-- ASSIGNED TASK --
Extract every line of the material that holds the string "message".
╭──
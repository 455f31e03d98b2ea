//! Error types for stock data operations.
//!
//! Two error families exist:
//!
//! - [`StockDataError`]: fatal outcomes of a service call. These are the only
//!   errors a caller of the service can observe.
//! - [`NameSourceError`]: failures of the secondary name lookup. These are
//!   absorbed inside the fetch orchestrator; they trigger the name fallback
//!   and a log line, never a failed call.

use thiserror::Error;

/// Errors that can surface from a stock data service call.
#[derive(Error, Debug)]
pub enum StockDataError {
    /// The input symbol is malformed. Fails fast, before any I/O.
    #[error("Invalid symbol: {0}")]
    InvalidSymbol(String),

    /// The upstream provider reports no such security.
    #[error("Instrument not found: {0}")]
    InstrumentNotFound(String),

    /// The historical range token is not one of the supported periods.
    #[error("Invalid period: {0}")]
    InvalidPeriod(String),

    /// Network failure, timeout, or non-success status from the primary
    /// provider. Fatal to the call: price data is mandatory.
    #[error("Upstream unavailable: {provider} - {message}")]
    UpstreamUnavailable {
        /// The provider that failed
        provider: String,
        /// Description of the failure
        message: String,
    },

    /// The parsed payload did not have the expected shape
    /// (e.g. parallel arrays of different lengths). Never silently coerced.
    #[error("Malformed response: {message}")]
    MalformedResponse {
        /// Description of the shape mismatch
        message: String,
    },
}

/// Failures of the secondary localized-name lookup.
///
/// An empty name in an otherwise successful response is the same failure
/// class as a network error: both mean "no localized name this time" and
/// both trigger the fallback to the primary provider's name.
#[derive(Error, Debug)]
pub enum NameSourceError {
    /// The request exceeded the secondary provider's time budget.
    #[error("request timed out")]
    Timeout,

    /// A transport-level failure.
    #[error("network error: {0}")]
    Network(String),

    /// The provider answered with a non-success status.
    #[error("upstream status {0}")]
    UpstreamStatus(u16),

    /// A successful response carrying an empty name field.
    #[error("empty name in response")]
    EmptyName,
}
╰──
╭──
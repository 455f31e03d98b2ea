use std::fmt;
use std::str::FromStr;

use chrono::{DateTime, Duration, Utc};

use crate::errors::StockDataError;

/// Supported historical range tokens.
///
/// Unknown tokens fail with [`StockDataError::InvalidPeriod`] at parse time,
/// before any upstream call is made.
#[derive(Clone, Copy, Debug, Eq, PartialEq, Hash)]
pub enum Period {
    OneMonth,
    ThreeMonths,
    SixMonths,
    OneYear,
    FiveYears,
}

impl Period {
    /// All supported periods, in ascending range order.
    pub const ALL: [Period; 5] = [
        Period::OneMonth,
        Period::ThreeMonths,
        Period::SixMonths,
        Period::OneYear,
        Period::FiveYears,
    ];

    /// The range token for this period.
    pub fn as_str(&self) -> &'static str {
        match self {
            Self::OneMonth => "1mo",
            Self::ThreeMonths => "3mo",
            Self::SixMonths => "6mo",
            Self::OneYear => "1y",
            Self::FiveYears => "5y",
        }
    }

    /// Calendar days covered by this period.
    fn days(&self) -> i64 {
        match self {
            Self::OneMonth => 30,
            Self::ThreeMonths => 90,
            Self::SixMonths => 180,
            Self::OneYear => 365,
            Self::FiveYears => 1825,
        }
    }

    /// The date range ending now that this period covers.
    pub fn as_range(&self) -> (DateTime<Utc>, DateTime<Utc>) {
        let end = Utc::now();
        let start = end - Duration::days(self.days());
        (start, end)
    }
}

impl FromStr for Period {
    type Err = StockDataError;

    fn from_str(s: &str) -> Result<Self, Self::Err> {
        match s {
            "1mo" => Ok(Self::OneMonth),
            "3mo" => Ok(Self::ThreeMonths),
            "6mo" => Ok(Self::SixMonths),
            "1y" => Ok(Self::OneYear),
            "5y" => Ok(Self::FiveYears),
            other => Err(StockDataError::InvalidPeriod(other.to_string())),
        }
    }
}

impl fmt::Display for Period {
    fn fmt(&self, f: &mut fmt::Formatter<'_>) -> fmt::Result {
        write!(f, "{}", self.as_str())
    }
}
╰──
╭──
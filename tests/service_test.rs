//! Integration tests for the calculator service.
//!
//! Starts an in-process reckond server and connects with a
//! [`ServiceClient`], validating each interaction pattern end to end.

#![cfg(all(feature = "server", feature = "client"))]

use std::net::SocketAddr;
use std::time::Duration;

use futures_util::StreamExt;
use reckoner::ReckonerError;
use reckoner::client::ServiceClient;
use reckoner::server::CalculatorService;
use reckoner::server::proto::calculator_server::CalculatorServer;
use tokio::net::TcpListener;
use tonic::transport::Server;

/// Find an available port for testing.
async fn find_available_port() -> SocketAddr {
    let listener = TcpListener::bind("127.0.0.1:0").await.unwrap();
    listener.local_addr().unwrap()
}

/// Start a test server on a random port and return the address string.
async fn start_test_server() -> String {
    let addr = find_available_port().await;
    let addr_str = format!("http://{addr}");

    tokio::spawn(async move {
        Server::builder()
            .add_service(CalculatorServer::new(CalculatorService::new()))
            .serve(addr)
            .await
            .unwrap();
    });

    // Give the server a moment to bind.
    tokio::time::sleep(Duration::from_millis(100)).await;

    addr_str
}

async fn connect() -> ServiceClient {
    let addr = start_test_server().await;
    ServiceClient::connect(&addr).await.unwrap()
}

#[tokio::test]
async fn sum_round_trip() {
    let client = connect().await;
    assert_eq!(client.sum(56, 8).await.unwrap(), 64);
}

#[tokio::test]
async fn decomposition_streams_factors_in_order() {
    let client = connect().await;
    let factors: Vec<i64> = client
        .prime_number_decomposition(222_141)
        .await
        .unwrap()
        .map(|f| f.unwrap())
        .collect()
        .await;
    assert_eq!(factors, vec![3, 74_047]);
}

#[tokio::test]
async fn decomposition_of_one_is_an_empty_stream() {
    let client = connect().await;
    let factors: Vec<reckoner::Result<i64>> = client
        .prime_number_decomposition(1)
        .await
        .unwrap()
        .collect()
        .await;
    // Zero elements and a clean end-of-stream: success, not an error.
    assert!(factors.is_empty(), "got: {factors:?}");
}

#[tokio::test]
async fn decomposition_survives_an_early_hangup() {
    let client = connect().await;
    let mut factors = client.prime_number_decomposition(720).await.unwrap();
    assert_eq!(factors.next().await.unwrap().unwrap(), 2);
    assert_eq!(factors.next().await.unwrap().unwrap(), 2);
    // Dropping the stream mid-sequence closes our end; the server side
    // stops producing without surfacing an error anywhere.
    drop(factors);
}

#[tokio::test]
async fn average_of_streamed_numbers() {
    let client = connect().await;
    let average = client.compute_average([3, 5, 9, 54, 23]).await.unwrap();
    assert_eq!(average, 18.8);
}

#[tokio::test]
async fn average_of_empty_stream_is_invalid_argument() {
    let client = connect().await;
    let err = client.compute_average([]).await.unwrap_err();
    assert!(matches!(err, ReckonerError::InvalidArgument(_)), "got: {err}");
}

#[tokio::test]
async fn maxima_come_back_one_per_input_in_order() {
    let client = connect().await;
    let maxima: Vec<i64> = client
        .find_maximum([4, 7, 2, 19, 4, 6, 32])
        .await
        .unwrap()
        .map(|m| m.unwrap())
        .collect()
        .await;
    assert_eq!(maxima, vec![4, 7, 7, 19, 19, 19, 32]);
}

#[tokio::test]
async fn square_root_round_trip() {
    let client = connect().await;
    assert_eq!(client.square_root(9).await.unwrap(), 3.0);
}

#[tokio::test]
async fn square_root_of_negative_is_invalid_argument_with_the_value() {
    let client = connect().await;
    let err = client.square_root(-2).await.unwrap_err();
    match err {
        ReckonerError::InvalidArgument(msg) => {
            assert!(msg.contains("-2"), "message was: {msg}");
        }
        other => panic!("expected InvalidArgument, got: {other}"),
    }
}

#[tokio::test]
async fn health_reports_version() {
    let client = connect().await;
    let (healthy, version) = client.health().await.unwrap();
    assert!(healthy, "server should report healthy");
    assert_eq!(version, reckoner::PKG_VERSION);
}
╰──
-- RESPONSE TO THIS TASK --
    #[error("Upstream unavailable: {provider} - {message}")]
        message: String,
    #[error("Malformed response: {message}")]
        message: String,
            assert!(msg.contains("-2"), "message was: {msg}");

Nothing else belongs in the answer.